## Assignment
Using the data below, gather each line that includes the word "EXCLUDED".

+++ Study material +++

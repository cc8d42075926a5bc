/// Profile storage — the system of record for profiles and generated variants.
///
/// Postgres is authoritative; the in-process cache in `profile::cache` is a
/// read accelerator only. Every write lands here before any response is sent.
use async_trait::async_trait;
use chrono::{DateTime, Utc};
use sqlx::{FromRow, PgPool};
use std::sync::Mutex;
use tracing::info;
use uuid::Uuid;

use crate::errors::AppError;
use crate::models::profile::{ProfileRecord, VoiceProfile};
use crate::models::variant::{Variant, VariantMetadata, VariantType};

/// Parameters for writing a freshly built profile.
pub struct UpsertProfile<'a> {
    pub owner_id: Uuid,
    pub subject_handle: &'a str,
    pub profile: &'a VoiceProfile,
    pub confidence_score: i32,
    pub sample_count: i32,
}

#[async_trait]
pub trait ProfileStore: Send + Sync {
    async fn get_profile(
        &self,
        owner_id: Uuid,
        profile_id: Uuid,
    ) -> Result<Option<ProfileRecord>, AppError>;

    async fn get_by_subject(
        &self,
        owner_id: Uuid,
        subject_handle: &str,
    ) -> Result<Option<ProfileRecord>, AppError>;

    async fn list_profiles(&self, owner_id: Uuid) -> Result<Vec<ProfileRecord>, AppError>;

    /// Inserts or replaces the profile for (owner, subject) and returns the
    /// stored row. Re-analysis keeps the row id stable.
    async fn upsert_profile(&self, params: UpsertProfile<'_>) -> Result<ProfileRecord, AppError>;

    /// Returns whether a row was actually deleted.
    async fn delete_profile(&self, owner_id: Uuid, profile_id: Uuid) -> Result<bool, AppError>;

    async fn save_variant(
        &self,
        owner_id: Uuid,
        profile_id: Uuid,
        variant: &Variant,
    ) -> Result<(), AppError>;

    /// Newest first.
    async fn list_variants(
        &self,
        owner_id: Uuid,
        profile_id: Uuid,
    ) -> Result<Vec<Variant>, AppError>;
}

// ─── Postgres implementation ────────────────────────────────────────────────

#[derive(Debug, FromRow)]
struct ProfileRow {
    id: Uuid,
    owner_id: Uuid,
    subject_handle: String,
    profile: serde_json::Value,
    confidence_score: i32,
    sample_count: i32,
    last_analyzed_at: Option<DateTime<Utc>>,
    created_at: DateTime<Utc>,
    updated_at: DateTime<Utc>,
}

impl ProfileRow {
    fn into_record(self) -> Result<ProfileRecord, AppError> {
        let profile: VoiceProfile = serde_json::from_value(self.profile)
            .map_err(|e| anyhow::anyhow!("corrupt profile JSON for row {}: {e}", self.id))?;
        Ok(ProfileRecord {
            id: self.id,
            owner_id: self.owner_id,
            subject_handle: self.subject_handle,
            profile,
            confidence_score: self.confidence_score,
            sample_count: self.sample_count,
            last_analyzed_at: self.last_analyzed_at,
            created_at: self.created_at,
            updated_at: self.updated_at,
        })
    }
}

#[derive(Debug, FromRow)]
struct VariantRow {
    id: Uuid,
    variant_type: String,
    content: String,
    character_count: i32,
    duration_ms: i64,
    prompt_digest: String,
    model: String,
    created_at: DateTime<Utc>,
}

impl VariantRow {
    fn into_variant(self) -> Result<Variant, AppError> {
        let variant_type = VariantType::from_str_tag(&self.variant_type).ok_or_else(|| {
            anyhow::anyhow!("unknown variant type '{}' in row {}", self.variant_type, self.id)
        })?;
        Ok(Variant {
            id: self.id,
            variant_type,
            content: self.content,
            character_count: self.character_count as usize,
            metadata: VariantMetadata {
                duration_ms: self.duration_ms as u64,
                prompt_digest: self.prompt_digest,
                model: self.model,
            },
            created_at: self.created_at,
        })
    }
}

pub struct PgProfileStore {
    pool: PgPool,
}

impl PgProfileStore {
    pub fn new(pool: PgPool) -> Self {
        Self { pool }
    }
}

#[async_trait]
impl ProfileStore for PgProfileStore {
    async fn get_profile(
        &self,
        owner_id: Uuid,
        profile_id: Uuid,
    ) -> Result<Option<ProfileRecord>, AppError> {
        let row = sqlx::query_as::<_, ProfileRow>(
            "SELECT * FROM voice_profiles WHERE id = $1 AND owner_id = $2",
        )
        .bind(profile_id)
        .bind(owner_id)
        .fetch_optional(&self.pool)
        .await?;
        row.map(ProfileRow::into_record).transpose()
    }

    async fn get_by_subject(
        &self,
        owner_id: Uuid,
        subject_handle: &str,
    ) -> Result<Option<ProfileRecord>, AppError> {
        let row = sqlx::query_as::<_, ProfileRow>(
            "SELECT * FROM voice_profiles WHERE owner_id = $1 AND subject_handle = $2",
        )
        .bind(owner_id)
        .bind(subject_handle)
        .fetch_optional(&self.pool)
        .await?;
        row.map(ProfileRow::into_record).transpose()
    }

    async fn list_profiles(&self, owner_id: Uuid) -> Result<Vec<ProfileRecord>, AppError> {
        let rows = sqlx::query_as::<_, ProfileRow>(
            "SELECT * FROM voice_profiles WHERE owner_id = $1 ORDER BY updated_at DESC",
        )
        .bind(owner_id)
        .fetch_all(&self.pool)
        .await?;
        rows.into_iter().map(ProfileRow::into_record).collect()
    }

    async fn upsert_profile(&self, params: UpsertProfile<'_>) -> Result<ProfileRecord, AppError> {
        let profile_json = serde_json::to_value(params.profile)
            .map_err(|e| anyhow::anyhow!("profile serialization failed: {e}"))?;

        let row = sqlx::query_as::<_, ProfileRow>(
            r#"
            INSERT INTO voice_profiles
                (id, owner_id, subject_handle, profile, confidence_score, sample_count,
                 last_analyzed_at)
            VALUES ($1, $2, $3, $4, $5, $6, NOW())
            ON CONFLICT (owner_id, subject_handle) DO UPDATE SET
                profile = EXCLUDED.profile,
                confidence_score = EXCLUDED.confidence_score,
                sample_count = EXCLUDED.sample_count,
                last_analyzed_at = NOW(),
                updated_at = NOW()
            RETURNING *
            "#,
        )
        .bind(Uuid::new_v4())
        .bind(params.owner_id)
        .bind(params.subject_handle)
        .bind(&profile_json)
        .bind(params.confidence_score)
        .bind(params.sample_count)
        .fetch_one(&self.pool)
        .await?;

        info!(
            "Upserted voice profile {} for owner {} subject '{}'",
            row.id, params.owner_id, params.subject_handle
        );

        row.into_record()
    }

    async fn delete_profile(&self, owner_id: Uuid, profile_id: Uuid) -> Result<bool, AppError> {
        // generated_variants rows go with it via ON DELETE CASCADE
        let result = sqlx::query("DELETE FROM voice_profiles WHERE id = $1 AND owner_id = $2")
            .bind(profile_id)
            .bind(owner_id)
            .execute(&self.pool)
            .await?;
        Ok(result.rows_affected() > 0)
    }

    async fn save_variant(
        &self,
        owner_id: Uuid,
        profile_id: Uuid,
        variant: &Variant,
    ) -> Result<(), AppError> {
        sqlx::query(
            r#"
            INSERT INTO generated_variants
                (id, profile_id, owner_id, variant_type, content, character_count,
                 duration_ms, prompt_digest, model, created_at)
            VALUES ($1, $2, $3, $4, $5, $6, $7, $8, $9, $10)
            "#,
        )
        .bind(variant.id)
        .bind(profile_id)
        .bind(owner_id)
        .bind(variant.variant_type.as_str())
        .bind(&variant.content)
        .bind(variant.character_count as i32)
        .bind(variant.metadata.duration_ms as i64)
        .bind(&variant.metadata.prompt_digest)
        .bind(&variant.metadata.model)
        .bind(variant.created_at)
        .execute(&self.pool)
        .await?;
        Ok(())
    }

    async fn list_variants(
        &self,
        owner_id: Uuid,
        profile_id: Uuid,
    ) -> Result<Vec<Variant>, AppError> {
        let rows = sqlx::query_as::<_, VariantRow>(
            r#"
            SELECT id, variant_type, content, character_count, duration_ms,
                   prompt_digest, model, created_at
            FROM generated_variants
            WHERE profile_id = $1 AND owner_id = $2
            ORDER BY created_at DESC, id
            "#,
        )
        .bind(profile_id)
        .bind(owner_id)
        .fetch_all(&self.pool)
        .await?;
        rows.into_iter().map(VariantRow::into_variant).collect()
    }
}

// ─── In-memory implementation ───────────────────────────────────────────────

/// Backing store for tests and credential-free local runs. Same visible
/// behavior as the Postgres implementation, minus persistence.
#[derive(Default)]
pub struct MemoryProfileStore {
    inner: Mutex<MemoryInner>,
}

#[derive(Default)]
struct MemoryInner {
    profiles: Vec<ProfileRecord>,
    variants: Vec<StoredVariant>,
}

struct StoredVariant {
    owner_id: Uuid,
    profile_id: Uuid,
    variant: Variant,
}

impl MemoryProfileStore {
    pub fn new() -> Self {
        Self::default()
    }

    fn lock(&self) -> std::sync::MutexGuard<'_, MemoryInner> {
        self.inner.lock().expect("memory store mutex poisoned")
    }

    /// Plants a row verbatim, bypassing upsert timestamps. Lets tests stage
    /// stale or never-analyzed profiles.
    #[cfg(test)]
    pub(crate) fn insert_record(&self, record: ProfileRecord) {
        self.lock().profiles.push(record);
    }
}

#[async_trait]
impl ProfileStore for MemoryProfileStore {
    async fn get_profile(
        &self,
        owner_id: Uuid,
        profile_id: Uuid,
    ) -> Result<Option<ProfileRecord>, AppError> {
        Ok(self
            .lock()
            .profiles
            .iter()
            .find(|p| p.id == profile_id && p.owner_id == owner_id)
            .cloned())
    }

    async fn get_by_subject(
        &self,
        owner_id: Uuid,
        subject_handle: &str,
    ) -> Result<Option<ProfileRecord>, AppError> {
        Ok(self
            .lock()
            .profiles
            .iter()
            .find(|p| p.owner_id == owner_id && p.subject_handle == subject_handle)
            .cloned())
    }

    async fn list_profiles(&self, owner_id: Uuid) -> Result<Vec<ProfileRecord>, AppError> {
        let mut profiles: Vec<ProfileRecord> = self
            .lock()
            .profiles
            .iter()
            .filter(|p| p.owner_id == owner_id)
            .cloned()
            .collect();
        profiles.sort_by(|a, b| b.updated_at.cmp(&a.updated_at));
        Ok(profiles)
    }

    async fn upsert_profile(&self, params: UpsertProfile<'_>) -> Result<ProfileRecord, AppError> {
        let now = Utc::now();
        let mut inner = self.lock();

        if let Some(existing) = inner
            .profiles
            .iter_mut()
            .find(|p| p.owner_id == params.owner_id && p.subject_handle == params.subject_handle)
        {
            existing.profile = params.profile.clone();
            existing.confidence_score = params.confidence_score;
            existing.sample_count = params.sample_count;
            existing.last_analyzed_at = Some(now);
            existing.updated_at = now;
            return Ok(existing.clone());
        }

        let record = ProfileRecord {
            id: Uuid::new_v4(),
            owner_id: params.owner_id,
            subject_handle: params.subject_handle.to_string(),
            profile: params.profile.clone(),
            confidence_score: params.confidence_score,
            sample_count: params.sample_count,
            last_analyzed_at: Some(now),
            created_at: now,
            updated_at: now,
        };
        inner.profiles.push(record.clone());
        Ok(record)
    }

    async fn delete_profile(&self, owner_id: Uuid, profile_id: Uuid) -> Result<bool, AppError> {
        let mut inner = self.lock();
        let before = inner.profiles.len();
        inner
            .profiles
            .retain(|p| !(p.id == profile_id && p.owner_id == owner_id));
        let deleted = inner.profiles.len() < before;
        if deleted {
            inner
                .variants
                .retain(|v| !(v.profile_id == profile_id && v.owner_id == owner_id));
        }
        Ok(deleted)
    }

    async fn save_variant(
        &self,
        owner_id: Uuid,
        profile_id: Uuid,
        variant: &Variant,
    ) -> Result<(), AppError> {
        self.lock().variants.push(StoredVariant {
            owner_id,
            profile_id,
            variant: variant.clone(),
        });
        Ok(())
    }

    async fn list_variants(
        &self,
        owner_id: Uuid,
        profile_id: Uuid,
    ) -> Result<Vec<Variant>, AppError> {
        Ok(self
            .lock()
            .variants
            .iter()
            .rev()
            .filter(|v| v.profile_id == profile_id && v.owner_id == owner_id)
            .map(|v| v.variant.clone())
            .collect())
    }
}
//! Output sanitization for generated variants.
//!
//! Models wrap answers in conversational scaffolding no matter how firmly the
//! prompt forbids it. This pipeline runs in a fixed order; the steps are not
//! commutative (preambles must go before the quote check, whitespace collapse
//! before the final trim):
//!   1. strip leading preambles, looped until stable
//!   2. strip wrapping quotes when the entire content is quoted
//!   3. collapse horizontal whitespace runs, preserving line breaks
//!   4. collapse 3+ consecutive line breaks to exactly 2
//!   5. trim

use regex::Regex;
use std::sync::LazyLock;

static PREAMBLE_PATTERNS: LazyLock<Vec<Regex>> = LazyLock::new(|| {
    [
        r"(?i)^here['’]?s\s[^:\n]{0,80}:\s*",
        r"(?i)^here\sis\s[^:\n]{0,80}:\s*",
        r"(?i)^i['’]?ll\s[^:\n]{0,80}:\s*",
        r"(?i)^i['’]?ve\s[^:\n]{0,80}:\s*",
        r"(?i)^sure[!,.:]\s*",
        r"(?i)^certainly[!,.:]\s*",
        r"(?i)^of course[!,.:]\s*",
        r"(?i)^absolutely[!,.:]\s*",
        r"(?i)^(?:great|good)\s(?:idea|question|one)[!,.:]\s*",
        r"(?i)^as requested[,:]\s*",
    ]
    .iter()
    .map(|pattern| Regex::new(pattern).expect("valid regex"))
    .collect()
});

static HORIZONTAL_WS_RE: LazyLock<Regex> =
    LazyLock::new(|| Regex::new(r"[ \t]+").expect("valid regex"));
static EXCESS_NEWLINES_RE: LazyLock<Regex> =
    LazyLock::new(|| Regex::new(r"\n{3,}").expect("valid regex"));

/// Runs the full sanitization pipeline over raw model output.
pub fn sanitize_output(raw: &str) -> String {
    let mut text = raw.to_string();

    // Step 1: stacked preambles ("Sure! Here's your post: ...") need repeated
    // passes; each pass strips at least one character, so this terminates.
    loop {
        let mut changed = false;
        for re in PREAMBLE_PATTERNS.iter() {
            if re.is_match(&text) {
                text = re.replace(&text, "").into_owned();
                changed = true;
            }
        }
        if !changed {
            break;
        }
    }

    // Step 2
    let text = strip_wrapping_quotes(&text).to_string();

    // Steps 3 and 4, with line endings normalized first
    let text = text.replace("\r\n", "\n").replace('\r', "\n");
    let text = HORIZONTAL_WS_RE.replace_all(&text, " ");
    let text = EXCESS_NEWLINES_RE.replace_all(&text, "\n\n");

    // Step 5
    text.trim().to_string()
}

/// Strips one layer of wrapping quotes when the whole content is quoted.
/// Surrounding whitespace does not count against the wrap check; straight and
/// curly double quotes only, since apostrophes are too common inside post
/// text to treat as wrappers.
fn strip_wrapping_quotes(text: &str) -> &str {
    let trimmed = text.trim();
    for (open, close) in [("\"", "\""), ("\u{201C}", "\u{201D}")] {
        if trimmed.len() >= open.len() + close.len() {
            if let Some(inner) = trimmed
                .strip_prefix(open)
                .and_then(|rest| rest.strip_suffix(close))
            {
                return inner;
            }
        }
    }
    text
}
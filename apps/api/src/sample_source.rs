/// Sample source — fetches a subject's published posts for voice analysis.
///
/// The engine never scrapes platforms directly; it talks to an internal
/// content service that owns platform credentials and rate limits. Behind a
/// trait so pipeline tests can swap in a canned source.
use async_trait::async_trait;
use reqwest::{Client, StatusCode};
use thiserror::Error;
use tracing::debug;

use crate::models::sample::Sample;

const FETCH_TIMEOUT_SECS: u64 = 30;

#[derive(Debug, Error)]
pub enum SampleSourceError {
    #[error("no account for handle '{0}'")]
    NotFound(String),

    #[error("account '{0}' is private or suspended")]
    PrivateOrSuspended(String),

    #[error("upstream error: {0}")]
    Upstream(String),
}

#[async_trait]
pub trait SampleSource: Send + Sync {
    /// Returns up to `max_count` recent posts for the handle, newest first.
    async fn fetch_samples(
        &self,
        handle: &str,
        max_count: usize,
    ) -> Result<Vec<Sample>, SampleSourceError>;
}

pub struct HttpSampleSource {
    client: Client,
    base_url: String,
}

impl HttpSampleSource {
    pub fn new(base_url: String) -> Self {
        Self {
            client: Client::builder()
                .timeout(std::time::Duration::from_secs(FETCH_TIMEOUT_SECS))
                .build()
                .expect("Failed to build HTTP client"),
            base_url,
        }
    }
}

#[async_trait]
impl SampleSource for HttpSampleSource {
    async fn fetch_samples(
        &self,
        handle: &str,
        max_count: usize,
    ) -> Result<Vec<Sample>, SampleSourceError> {
        let url = format!(
            "{}/v1/accounts/{}/posts",
            self.base_url.trim_end_matches('/'),
            handle
        );

        let response = self
            .client
            .get(&url)
            .query(&[("limit", max_count)])
            .send()
            .await
            .map_err(|e| SampleSourceError::Upstream(e.to_string()))?;

        match response.status() {
            StatusCode::NOT_FOUND => return Err(SampleSourceError::NotFound(handle.to_string())),
            StatusCode::FORBIDDEN => {
                return Err(SampleSourceError::PrivateOrSuspended(handle.to_string()))
            }
            status if !status.is_success() => {
                let body = response.text().await.unwrap_or_default();
                return Err(SampleSourceError::Upstream(format!(
                    "sample service returned {status}: {body}"
                )));
            }
            _ => {}
        }

        let samples: Vec<Sample> = response
            .json()
            .await
            .map_err(|e| SampleSourceError::Upstream(format!("malformed sample payload: {e}")))?;

        debug!("Fetched {} samples for handle '{}'", samples.len(), handle);

        Ok(samples)
    }
}

#[cfg(test)]
mod tests {
    use super::*;
    use serde_json::json;
    use wiremock::matchers::{method, path, query_param};
    use wiremock::{Mock, MockServer, ResponseTemplate};

    #[tokio::test]
    async fn test_fetch_parses_posts_and_passes_limit() {
        let server = MockServer::start().await;
        Mock::given(method("GET"))
            .and(path("/v1/accounts/wes/posts"))
            .and(query_param("limit", "200"))
            .respond_with(ResponseTemplate::new(200).set_body_json(json!([
                {
                    "text": "first post",
                    "like_count": 12,
                    "share_count": 3,
                    "reply_count": 1,
                    "created_at": "2026-02-01T12:00:00Z"
                },
                {
                    "text": "second post",
                    "created_at": "2026-01-28T09:30:00Z"
                }
            ])))
            .expect(1)
            .mount(&server)
            .await;

        let source = HttpSampleSource::new(server.uri());
        let samples = source.fetch_samples("wes", 200).await.unwrap();
        assert_eq!(samples.len(), 2);
        assert_eq!(samples[0].like_count, 12);
        assert_eq!(samples[1].engagement(), 0);
    }

    #[tokio::test]
    async fn test_unknown_handle_maps_to_not_found() {
        let server = MockServer::start().await;
        Mock::given(method("GET"))
            .respond_with(ResponseTemplate::new(404))
            .mount(&server)
            .await;

        let source = HttpSampleSource::new(server.uri());
        let err = source.fetch_samples("ghost", 50).await.unwrap_err();
        assert!(matches!(err, SampleSourceError::NotFound(h) if h == "ghost"));
    }

    #[tokio::test]
    async fn test_forbidden_maps_to_private_or_suspended() {
        let server = MockServer::start().await;
        Mock::given(method("GET"))
            .respond_with(ResponseTemplate::new(403))
            .mount(&server)
            .await;

        let source = HttpSampleSource::new(server.uri());
        let err = source.fetch_samples("locked", 50).await.unwrap_err();
        assert!(matches!(err, SampleSourceError::PrivateOrSuspended(_)));
    }

    #[tokio::test]
    async fn test_server_error_maps_to_upstream() {
        let server = MockServer::start().await;
        Mock::given(method("GET"))
            .respond_with(ResponseTemplate::new(502).set_body_string("gateway sad"))
            .mount(&server)
            .await;

        let source = HttpSampleSource::new(server.uri());
        let err = source.fetch_samples("anyone", 50).await.unwrap_err();
        match err {
            SampleSourceError::Upstream(msg) => assert!(msg.contains("502")),
            other => panic!("expected Upstream, got {other:?}"),
        }
    }
}
pub mod health;

use axum::{
    routing::{get, post},
    Router,
};

use crate::generation::handlers as generation;
use crate::profile::handlers as profiles;
use crate::state::AppState;

pub fn build_router(state: AppState) -> Router {
    Router::new()
        .route("/health", get(health::health_handler))
        // Profile API
        .route(
            "/api/v1/profiles",
            post(profiles::handle_ensure_profile).get(profiles::handle_list_profiles),
        )
        .route(
            "/api/v1/profiles/:id",
            get(profiles::handle_get_profile).delete(profiles::handle_delete_profile),
        )
        .route(
            "/api/v1/profiles/:id/refresh",
            post(profiles::handle_refresh_profile),
        )
        // Generation API
        .route(
            "/api/v1/profiles/:id/variants",
            post(generation::handle_generate_variants).get(generation::handle_list_variants),
        )
        .route(
            "/api/v1/profiles/:id/variants/regenerate",
            post(generation::handle_regenerate_variant),
        )
        // Ops
        .route("/api/v1/cache/stats", get(profiles::handle_cache_stats))
        .with_state(state)
}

+++

## Result of this task
                profile = EXCLUDED.profile,
                confidence_score = EXCLUDED.confidence_score,
                sample_count = EXCLUDED.sample_count,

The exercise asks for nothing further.